Copy out each line of the material that includes the word "title".

* [The data]:
::::::
//! `playlistItems.list` response parser
//!
//! Only the parts needed to walk an uploads playlist are modelled.
//!
//! See: <https://developers.google.com/youtube/v3/docs/playlistItems/list>

use serde::Deserialize;

use crate::error::Result;

/// One page of `playlistItems.list`
#[derive(Debug, Clone, Default, Deserialize)]
#[serde(rename_all = "camelCase")]
pub struct PlaylistItemListResponse {
    #[serde(default)]
    pub items: Vec<PlaylistItem>,
    #[serde(default)]
    pub next_page_token: Option<String>,
}

#[derive(Debug, Clone, Default, Deserialize)]
#[serde(rename_all = "camelCase")]
pub struct PlaylistItem {
    #[serde(default)]
    pub snippet: PlaylistItemSnippet,
}

#[derive(Debug, Clone, Default, Deserialize)]
#[serde(rename_all = "camelCase")]
pub struct PlaylistItemSnippet {
    #[serde(default)]
    pub resource_id: ResourceId,
}

/// Reference to the video a playlist entry points at
#[derive(Debug, Clone, Default, Deserialize)]
#[serde(rename_all = "camelCase")]
pub struct ResourceId {
    #[serde(default)]
    pub video_id: Option<String>,
}

impl PlaylistItemListResponse {
    /// Video IDs on this page, in playlist order
    ///
    /// Entries without a video reference are left out.
    pub fn video_ids(&self) -> Vec<String> {
        self.items
            .iter()
            .filter_map(|item| item.snippet.resource_id.video_id.clone())
            .filter(|id| !id.is_empty())
            .collect()
    }

    /// Continuation token for the next page, `None` on the last page
    pub fn next_page_token(&self) -> Option<&str> {
        self.next_page_token.as_deref().filter(|t| !t.is_empty())
    }
}

/// Parses a `playlistItems.list` response body
///
/// # Errors
/// Returns `ParseError` if the body is not a JSON object of the expected shape
pub fn parse_playlist_page(body: &str) -> Result<PlaylistItemListResponse> {
    Ok(serde_json::from_str(body)?)
}

#[cfg(test)]
mod tests {
    use super::*;

    #[test]
    fn test_parse_playlist_page() {
        let body = r#"{
            "kind": "youtube#playlistItemListResponse",
            "nextPageToken": "EAAaBlBUOkNESQ",
            "items": [
                {"snippet": {"title": "First", "resourceId": {"kind": "youtube#video", "videoId": "vid1"}}},
                {"snippet": {"title": "Second", "resourceId": {"kind": "youtube#video", "videoId": "vid2"}}}
            ],
            "pageInfo": {"totalResults": 120, "resultsPerPage": 50}
        }"#;

        let page = parse_playlist_page(body).unwrap();
        assert_eq!(page.video_ids(), vec!["vid1", "vid2"]);
        assert_eq!(page.next_page_token(), Some("EAAaBlBUOkNESQ"));
    }

    #[test]
    fn test_last_page_has_no_token() {
        let page = parse_playlist_page(r#"{"items":[]}"#).unwrap();
        assert!(page.video_ids().is_empty());
        assert_eq!(page.next_page_token(), None);
    }

    #[test]
    fn test_empty_token_ends_pagination() {
        let page = parse_playlist_page(r#"{"items":[],"nextPageToken":""}"#).unwrap();
        assert_eq!(page.next_page_token(), None);
    }

    #[test]
    fn test_entries_without_video_are_skipped() {
        let body = r#"{"items":[
            {"snippet":{"resourceId":{"kind":"youtube#video","videoId":"vid1"}}},
            {"snippet":{"title":"Deleted video"}},
            {"snippet":{"resourceId":{"kind":"youtube#video","videoId":"vid3"}}}
        ]}"#;
        let page = parse_playlist_page(body).unwrap();
        assert_eq!(page.video_ids(), vec!["vid1", "vid3"]);
    }
}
::::::
* [Solution to this task]:
                {"snippet": {"title": "First", "resourceId": {"kind": "youtube#video", "videoId": "vid1"}}},
                {"snippet": {"title": "Second", "resourceId": {"kind": "youtube#video", "videoId": "vid2"}}}
            {"snippet":{"title":"Deleted video"}},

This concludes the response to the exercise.